Madres nuestras que estáis en los libros o ¿dónde están las madres simbólicas?
Dentro del Festival Eñe, que cada otoño enriquece con sus encuentros, recitales y conferencias la programación del CBA de la mano de La Fábrica, la escritora Laura Freixas abordó en una charla con buenas dosis de humor el pervasivo problema de la falta de referentes femeninos en distintos campos, y la solución –o quizá mejor, el parche– que puede ofrecer la literatura mientras solucionamos lo otro…
De pequeña yo me crié, como casi todo el mundo, entre dos figuras de autoridad de distinto sexo, mi padre y mi madre. Retrospectivamente, me he preguntado por qué son tan importantes las figuras de autoridad y creo que lo son porque nos aportan varias cosas. Una, evidentemente, es un modelo: una guía, un espejo en el que mirarnos, un camino que reanudar donde otros lo dejaron. Otra es el contramodelo: necesitamos a alguien a quien llevar la contraria, ejemplos que nos permitan analizar en qué se han equivocado o en qué no estamos de acuerdo con ellos.
Madre y padre nos dejan una herencia material, pero también un lugar en el mundo que, en principio, es el que vamos a ocupar: un lugar geográfico, una lengua, una pertenencia de clase, unos códigos. Y luego hay un papel muy importante en el que últimamente pienso mucho, que es lo que podríamos llamar «el respaldo». El ejemplo más gráfico que se me ocurre de esto es el hijo de un médico famoso que hereda el apellido de su padre, su consultorio, su clientela, y hasta la fama de buen médico, sin haber hecho nada para merecerlo. Inversamente, quien no es hijo de nadie conocido carece de este respaldo que Bourdieu llamaba «capital simbólico». Y este es un mecanismo muy importante que se aplica a las nacionalidades, a las clases sociales y, sin duda, también al sexo. Si aprendemos una historia en la que parece que los únicos que han hecho cosas importantes son los hombres, ellos suscitarán más confianza en sus aptitudes que nosotras.
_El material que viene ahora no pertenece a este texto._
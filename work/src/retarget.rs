//! Windowed difficulty retargeting.
//!
//! The required difficulty for a block is computed from the timestamps and
//! difficulties of up to `window` contiguous same-chain ancestors of its
//! parent. Outlier timestamps are trimmed from both ends before the average
//! solve time is measured, then the average recent difficulty is scaled by
//! `target_block_time / average_solve_time` and clamped to the network
//! minimum. All arithmetic is exact 128-bit integer math.

use sidepool_types::{Difficulty, SidechainParams};

/// One ancestor's contribution to the retarget window.
#[derive(Clone, Copy, Debug, PartialEq, Eq)]
pub struct WindowEntry {
    /// Block timestamp in seconds.
    pub timestamp: u64,
    /// The difficulty that block was mined at.
    pub difficulty: Difficulty,
}

/// Result of a retarget computation.
///
/// `InsufficientHistory` mirrors genesis bootstrap: fewer than `window`
/// ancestors exist yet. It is a value, not an error, and must never be
/// conflated with an invalid block.
#[derive(Clone, Copy, Debug, PartialEq, Eq)]
pub enum RetargetOutcome {
    /// The required difficulty for the next block.
    Required(Difficulty),
    /// Fewer than `window` ancestors were available.
    InsufficientHistory,
}

/// Fraction of the window trimmed from each end of the sorted timestamp
/// list before measuring solve time (denominator; 6 = one sixth per side).
const OUTLIER_CUT_DENOM: usize = 6;

/// Compute the required difficulty from a window of ancestor entries.
///
/// `entries` is the contiguous ancestor sequence walking back from the
/// parent of the block being retargeted, most recent first or oldest first
/// (order does not matter; timestamps are sorted internally).
pub fn retarget(entries: &[WindowEntry], params: &SidechainParams) -> RetargetOutcome {
    let n = entries.len();
    if (n as u64) < params.window || n < 2 {
        return RetargetOutcome::InsufficientHistory;
    }

    let mut timestamps: Vec<u64> = entries.iter().map(|e| e.timestamp).collect();
    timestamps.sort_unstable();

    let mut cut = n / OUTLIER_CUT_DENOM;
    if n - 2 * cut < 2 {
        cut = (n - 2) / 2;
    }
    let trimmed = &timestamps[cut..n - cut];
    let k = trimmed.len() as u64;

    let delta_t = (trimmed[trimmed.len() - 1] - trimmed[0]).max(1);
    let avg_solve = (delta_t / (k - 1)).max(1);

    let diff_sum: Difficulty = entries.iter().map(|e| e.difficulty).sum();
    let avg_diff = diff_sum.div_u64(n as u64);

    let required = avg_diff
        .saturating_mul_u64(params.target_block_time)
        .div_u64(avg_solve);

    RetargetOutcome::Required(required.max(params.min_difficulty))
}
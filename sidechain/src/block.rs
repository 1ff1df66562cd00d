//! Candidate sidechain blocks.
//!
//! A `PoolBlock` couples a primary-chain block template with the side-data
//! that places it in the sidechain DAG. The template id is a hash over both
//! parts plus the consensus id; field order and the zeroing convention in
//! the hashing blobs are consensus-relevant and must not change.

use serde::{Deserialize, Serialize};
use sidepool_crypto::hash_template;
use sidepool_types::{
    BlockId, ChainId, Difficulty, FullId, MerkleRoot, MinerAddress, SidechainParams, Timestamp,
};

/// One coinbase output of the primary-chain template.
#[derive(Clone, Debug, PartialEq, Eq, Serialize, Deserialize)]
pub struct CoinbaseOutput {
    /// Payout amount in atomic units.
    pub amount: u64,
    /// One-time output public key derived from the payee's address.
    pub ephemeral_pubkey: [u8; 32],
    /// One-byte view tag for scan acceleration.
    pub view_tag: u8,
}

/// The primary-chain template segment of a pool block.
#[derive(Clone, Debug, PartialEq, Eq, Serialize, Deserialize)]
pub struct MainchainData {
    /// Primary-chain height this template would be mined at.
    pub height: u64,
    /// Primary-chain block the template builds on.
    pub prev_id: ChainId,
    /// Template timestamp in seconds.
    pub timestamp: Timestamp,
    /// Total coinbase reward (base reward plus fees), atomic units.
    pub reward: u64,
    /// Coinbase outputs, one per PPLNS payee, in payee order.
    pub outputs: Vec<CoinbaseOutput>,
    /// Per-miner extra nonce.
    pub extra_nonce: u32,
    /// Template nonce; zeroed in the template-id preimage.
    pub nonce: u32,
}

/// The sidechain segment of a pool block.
#[derive(Clone, Debug, PartialEq, Eq, Serialize, Deserialize)]
pub struct SideData {
    /// Address the miner of this block wants credited.
    pub miner: MinerAddress,
    /// Template id of the parent block; zero for genesis.
    pub parent: BlockId,
    /// Template ids of included uncles, strictly ascending.
    pub uncles: Vec<BlockId>,
    /// Sidechain height.
    pub height: u64,
    /// Difficulty this block was mined at.
    pub difficulty: Difficulty,
    /// Parent's cumulative difficulty + own + every counted uncle's.
    pub cumulative_difficulty: Difficulty,
    /// Deterministically derived coinbase transaction seed.
    pub tx_seed: ChainId,
}

/// A candidate sidechain block.
///
/// The consensus fields (`mainchain`, `side`, `merkle_root`) are immutable
/// after construction; the trailing fields are runtime state owned by the
/// store and the verification machine.
#[derive(Clone, Debug, Serialize, Deserialize)]
pub struct PoolBlock {
    pub mainchain: MainchainData,
    pub side: SideData,
    /// Merge-mining merkle root this block is committed under.
    pub merkle_root: MerkleRoot,
    /// Merkle path proving inclusion under `merkle_root` (share-version ≥ 3).
    pub merkle_proof: Vec<[u8; 32]>,

    /// Whether the verification state machine has reached a verdict.
    pub verified: bool,
    /// Verdict, meaningful once `verified` is true.
    pub invalid: bool,
    /// Distance in hops from the nearest known chain tip.
    pub depth: u64,
    /// When this block entered the store (drives age-based pruning).
    pub received_at: Timestamp,
    /// Template id, cached by the store at insertion.
    pub cached_id: BlockId,
}

impl PoolBlock {
    /// Construct an unverified block from its consensus fields.
    pub fn new(mainchain: MainchainData, side: SideData, merkle_root: MerkleRoot) -> Self {
        Self {
            mainchain,
            side,
            merkle_root,
            merkle_proof: Vec::new(),
            verified: false,
            invalid: false,
            depth: 0,
            received_at: Timestamp::EPOCH,
            cached_id: BlockId::ZERO,
        }
    }

    /// The genesis block for a parameter set.
    pub fn genesis(params: &SidechainParams) -> Self {
        let mainchain = MainchainData {
            height: 0,
            prev_id: ChainId::ZERO,
            timestamp: Timestamp::EPOCH,
            reward: 0,
            outputs: Vec::new(),
            extra_nonce: 0,
            nonce: 0,
        };
        let side = SideData {
            miner: MinerAddress::new([0u8; 64]),
            parent: BlockId::ZERO,
            uncles: Vec::new(),
            height: 0,
            difficulty: params.min_difficulty,
            cumulative_difficulty: params.min_difficulty,
            tx_seed: params.consensus_id(),
        };
        Self::new(mainchain, side, MerkleRoot::ZERO)
    }

    /// Whether this is a genesis block position.
    pub fn is_genesis(&self) -> bool {
        self.side.height == 0
    }

    /// Compute the template id: Blake2b-256 over the zeroed main-chain blob,
    /// the side-data blob, and the consensus id (merge-mining id for
    /// share-version ≥ 3).
    pub fn template_id(&self, params: &SidechainParams) -> BlockId {
        let main_blob = self.mainchain_hashing_blob();
        let side_blob = self.side_hashing_blob();
        let domain = if params.share_version >= 3 {
            sidepool_crypto::hash::merge_mining_id(&params.consensus_id())
        } else {
            params.consensus_id()
        };
        hash_template(&[&main_blob, &side_blob, domain.as_bytes()])
    }

    /// The dedup identity: template id plus miner fingerprint and extra-nonce.
    pub fn full_id(&self, params: &SidechainParams) -> FullId {
        let id = if self.cached_id.is_zero() {
            self.template_id(params)
        } else {
            self.cached_id
        };
        FullId::new(id, &self.side.miner, self.mainchain.extra_nonce)
    }

    /// Serialize the primary-chain segment for hashing, with the nonce and
    /// the merkle-root commitment zeroed (they commit to the template id,
    /// which is what this blob is producing).
    fn mainchain_hashing_blob(&self) -> Vec<u8> {
        let m = &self.mainchain;
        let mut blob = Vec::with_capacity(64 + m.outputs.len() * 41);
        blob.extend_from_slice(&m.height.to_le_bytes());
        blob.extend_from_slice(m.prev_id.as_bytes());
        blob.extend_from_slice(&m.timestamp.as_secs().to_le_bytes());
        blob.extend_from_slice(&m.reward.to_le_bytes());
        blob.extend_from_slice(&(m.outputs.len() as u64).to_le_bytes());
        for out in &m.outputs {
            blob.extend_from_slice(&out.amount.to_le_bytes());
            blob.extend_from_slice(&out.ephemeral_pubkey);
            blob.push(out.view_tag);
        }
        blob.extend_from_slice(&m.extra_nonce.to_le_bytes());
        blob.extend_from_slice(&0u32.to_le_bytes()); // nonce, zeroed
        blob.extend_from_slice(&[0u8; 32]); // merkle root, zeroed
        blob
    }

    /// Serialize the sidechain segment for hashing.
    fn side_hashing_blob(&self) -> Vec<u8> {
        let s = &self.side;
        let mut blob = Vec::with_capacity(160 + s.uncles.len() * 32);
        blob.extend_from_slice(s.miner.as_bytes());
        blob.extend_from_slice(s.parent.as_bytes());
        blob.extend_from_slice(&(s.uncles.len() as u64).to_le_bytes());
        for uncle in &s.uncles {
            blob.extend_from_slice(uncle.as_bytes());
        }
        blob.extend_from_slice(&s.height.to_le_bytes());
        blob.extend_from_slice(&s.difficulty.to_le_bytes());
        blob.extend_from_slice(&s.cumulative_difficulty.to_le_bytes());
        blob.extend_from_slice(s.tx_seed.as_bytes());
        blob
    }
}

#[cfg(test)]
mod tests {
    use super::*;

    fn params() -> SidechainParams {
        SidechainParams::dev_defaults()
    }

    #[test]
    fn genesis_shape() {
        let p = params();
        let g = PoolBlock::genesis(&p);
        assert!(g.is_genesis());
        assert!(g.side.parent.is_zero());
        assert!(g.side.uncles.is_empty());
        assert_eq!(g.side.difficulty, p.min_difficulty);
        assert_eq!(g.side.cumulative_difficulty, p.min_difficulty);
        assert_eq!(g.side.tx_seed, p.consensus_id());
    }

    #[test]
    fn template_id_ignores_nonce_and_merkle_root() {
        let p = params();
        let mut a = PoolBlock::genesis(&p);
        let mut b = a.clone();
        a.mainchain.nonce = 7;
        b.mainchain.nonce = 99;
        b.merkle_root = MerkleRoot([5u8; 32]);
        assert_eq!(a.template_id(&p), b.template_id(&p));
    }

    #[test]
    fn template_id_covers_side_fields() {
        let p = params();
        let a = PoolBlock::genesis(&p);
        let mut b = a.clone();
        b.side.height = 1;
        assert_ne!(a.template_id(&p), b.template_id(&p));

        let mut c = a.clone();
        c.side.uncles.push(BlockId::new([1; 32]));
        assert_ne!(a.template_id(&p), c.template_id(&p));
    }

    #[test]
    fn template_id_covers_extra_nonce() {
        let p = params();
        let a = PoolBlock::genesis(&p);
        let mut b = a.clone();
        b.mainchain.extra_nonce = 1;
        assert_ne!(a.template_id(&p), b.template_id(&p));
    }

    #[test]
    fn share_version_3_changes_domain() {
        let p2 = params();
        let p3 = SidechainParams::new(
            p2.network,
            p2.target_block_time,
            p2.min_difficulty,
            p2.window,
            p2.uncle_penalty_percent,
            3,
        );
        let block = PoolBlock::genesis(&p2);
        assert_ne!(block.template_id(&p2), block.template_id(&p3));
    }

    #[test]
    fn full_id_distinguishes_miners() {
        let p = params();
        let a = PoolBlock::genesis(&p);
        let mut b = a.clone();
        b.side.miner = MinerAddress::new([9u8; 64]);
        // Different miners also mean different template ids here, but the
        // FullId must differ even via the fingerprint alone.
        assert_ne!(a.full_id(&p), b.full_id(&p));
    }
}
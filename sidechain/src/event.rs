//! Output events from mutating engine operations.
//!
//! The core never spawns its own tasks for side effects. Persistence,
//! broadcast, and tip notifications are returned as events from the
//! mutating call and dispatched by the caller outside the DAG lock; a
//! failed dispatch never feeds back into consensus state.

use sidepool_types::BlockId;

/// A side effect requested by the engine.
#[derive(Clone, Debug, PartialEq, Eq)]
pub enum ChainEvent {
    /// Persist the block (it verified as valid).
    StoreBlock(BlockId),
    /// Relay the block to peers.
    Broadcast(BlockId),
    /// The canonical chain tip changed.
    TipUpdated(BlockId),
    /// The engine caught up with the network for the first time.
    Synchronized,
}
A las mujeres nos falta una genealogía legitimadora.
Cuando empecé a asomar la cabeza fuera de la familia, vi muchas otras figuras de autoridad, equivalentes a los padres, pero simbólicas. Solo que la dicotomía que yo había visto con toda naturalidad en mi infancia parecía haber desaparecido. Porque, ¿cuáles eran las figuras de autoridad en la España franquista de mi infancia? Un jefe de Estado, Franco; un líder de la oposición, Santiago Carrillo; una autoridad religiosa, Monseñor Tarancón; una estrella del deporte, Pirri; un premio Nobel, Severo Ochoa; un empresario, el más rico de España, Ramón Areces... ¿No falta algo? ¿Alguien? ¿Qué había pasado? Había padres reales y madres reales, y muchísimos padres simbólicos, pero ¿dónde estaban las madres simbólicas?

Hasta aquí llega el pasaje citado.